Recommendation:  Worldview displacement is a pretty big issue for me, so readers who aren't as bothered by that might still want to give this a look for its solid fall/redemption tale.

Ponies Protecting Ponies, by Venates

Zero-ish spoiler summary:  Sparkler has just been inducted into the PPP, a secret organization under Celestia's auspices which keeps ponies safe from dangers they don't even know exist.  Assignment number one?  Join several other agents in keeping tabs on Twilight Sparkle, who's just leaving Canterlot to help set up the Summer Sun Celebration in Ponyville...

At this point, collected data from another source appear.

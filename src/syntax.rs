//! Character classes of the IMAP4rev1 formal syntax ([RFC 3501, section 9](https://datatracker.ietf.org/doc/html/rfc3501#section-9)).
//!
//! The token and line parsers consult these predicates one byte at a time;
//! [`verify`] validates a whole element against a single class and reports
//! where it first goes wrong.

use abnf_core::{is_alpha, is_digit};

/// A character class of the formal syntax.
#[derive(Clone, Copy, Debug, Eq, PartialEq)]
pub enum Element {
    /// `DIGIT = %x30-39`
    Digit,
    /// `ATOM-CHAR = <any CHAR except atom-specials>`
    AtomChar,
    /// `TAG-CHAR = <any ATOM-CHAR except "+">`
    TagChar,
    /// ASCII letter, the alphabet of command names.
    CommandChar,
    /// `SP = %x20`
    Sp,
}

/// `CHAR = %x01-7F`
fn is_char(byte: u8) -> bool {
    matches!(byte, 0x01..=0x7f)
}

/// `CTL = %x00-1F / %x7F`
fn is_ctl(byte: u8) -> bool {
    matches!(byte, 0x00..=0x1f | 0x7f)
}

/// `atom-specials = "(" / ")" / "{" / SP / CTL / list-wildcards / quoted-specials / resp-specials`
fn is_atom_specials(byte: u8) -> bool {
    match byte {
        b'(' | b')' | b'{' | b' ' | b'%' | b'*' | b'"' | b'\\' | b']' => true,
        byte => is_ctl(byte),
    }
}

/// `ATOM-CHAR = <any CHAR except atom-specials>`
pub fn is_atom_char(byte: u8) -> bool {
    is_char(byte) && !is_atom_specials(byte)
}

/// `TAG-CHAR = <any ATOM-CHAR except "+">`
pub fn is_tag_char(byte: u8) -> bool {
    is_atom_char(byte) && byte != b'+'
}

/// Command names consist of ASCII letters only.
pub fn is_command_char(byte: u8) -> bool {
    is_alpha(byte)
}

/// `SP = %x20`
pub fn is_sp(byte: u8) -> bool {
    byte == b' '
}

/// Returns whether `byte` is a member of `element`.
pub fn is_allowed(byte: u8, element: Element) -> bool {
    match element {
        Element::Digit => is_digit(byte),
        Element::AtomChar => is_atom_char(byte),
        Element::TagChar => is_tag_char(byte),
        Element::CommandChar => is_command_char(byte),
        Element::Sp => is_sp(byte),
    }
}

/// Returns the offset of the first byte of `element` that is not a member of
/// `allowed`, or `None` when every byte is permitted.
pub fn verify(element: &[u8], allowed: Element) -> Option<usize> {
    element.iter().position(|&byte| !is_allowed(byte, allowed))
}

/// Bytes that may start an atom in the relaxed grammar of the token parser:
/// regular atom characters plus `\` (flags), `%` (list wildcards) and
/// everything past US-ASCII.
pub(crate) fn is_atom_start(byte: u8) -> bool {
    is_atom_char(byte) || byte == b'\\' || byte == b'%' || byte >= 0x80
}

/// Bytes accepted inside an atom once it has started. `]` is tolerated
/// because some servers leak it out of response codes and body sections.
pub(crate) fn is_atom_part(byte: u8) -> bool {
    is_atom_char(byte) || byte == b']' || byte >= 0x80
}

A few thoughts:  For most of its length, this story did just enough to keep me going.  It's exposition-heavy, plays way too fast and loose with Equestrian tech levels for my taste (though that's a bit of a personal thing), has its main characters tossing the drama ball (like the idiot ball, but for interpersonal conflict) around willy-nilly, and occasionally introduces or resolves conflicts without any rhyme or reason.  On the plus side, though, there is some wonderful light humor scattered about (I loved the Ponyville branch's secret hideout entrance, and Carrot Top's straight-faced explanation for why it's perfectly secure), and both those moments and the larger plot really capture both the feel of Equestria and the tone of the show... right up until the end of the story, which suddenly takes a right turn into "'the magic of friendship' is stupid, laser beams and super-science are the only way to get stuff done!"  Not that there couldn't be a good ponyfic with that kind of ending, but here it undermines the first 90% of the story for no obvious gain (and makes a bunch of plotholes which could have been glossed over in the former tone suddenly stick out like sore thumbs).  It's hard to write a story that both revels in and mockingly subverts the virtues of friendship, cooperation, etc., and unfortunately, this didn't rise to that challenge.

Recommendation:  Without the ending, this would have been hard to recommend despite its redeeming qualities.  With it, I'm having trouble thinking of any specific group I would suggest this to.


  1. Looks like the stress is affecting your writing

    1) That first sentence is potentially confusing. Maybe you should move "not" outside of the quotation marks

    2) "... or at least give me the opportunity to get come back to work feeling relaxed and confident..." Pick one, you can't have both

    Hope you feel better soon, and enjoy your Thanksgiving

    Hope the rest of you guys enjoy yours as well. Happy Food Day, everyone!

  2. I found PPP fun and an interesting concept, though I agree that the interpersonal dramas were hyped up a bit much. That said, I never got to the ending or the resolution of the minor conflicts, as it only had three chapters finished when I read it. For me, it was more about glossing over those conflicts and enjoying its tone.

    1. It started out the same way for me, honestly--and I did enjoy the tone in the part you read. Unfortunately, the ending goes a very different, less pleasant direction.

  3. I can't honestly say that I noticed that issue in Not In Bluff, but I think it's not really as out of place from my perspective as it is from yours. For me, I think the mere fact that Iron Will was the runt in that little training camp would lead him to naturally empathise more with ponies, and cause his social attitudes to drift more in that direction. Perhaps I'm being too lenient in that, but I thought it worked.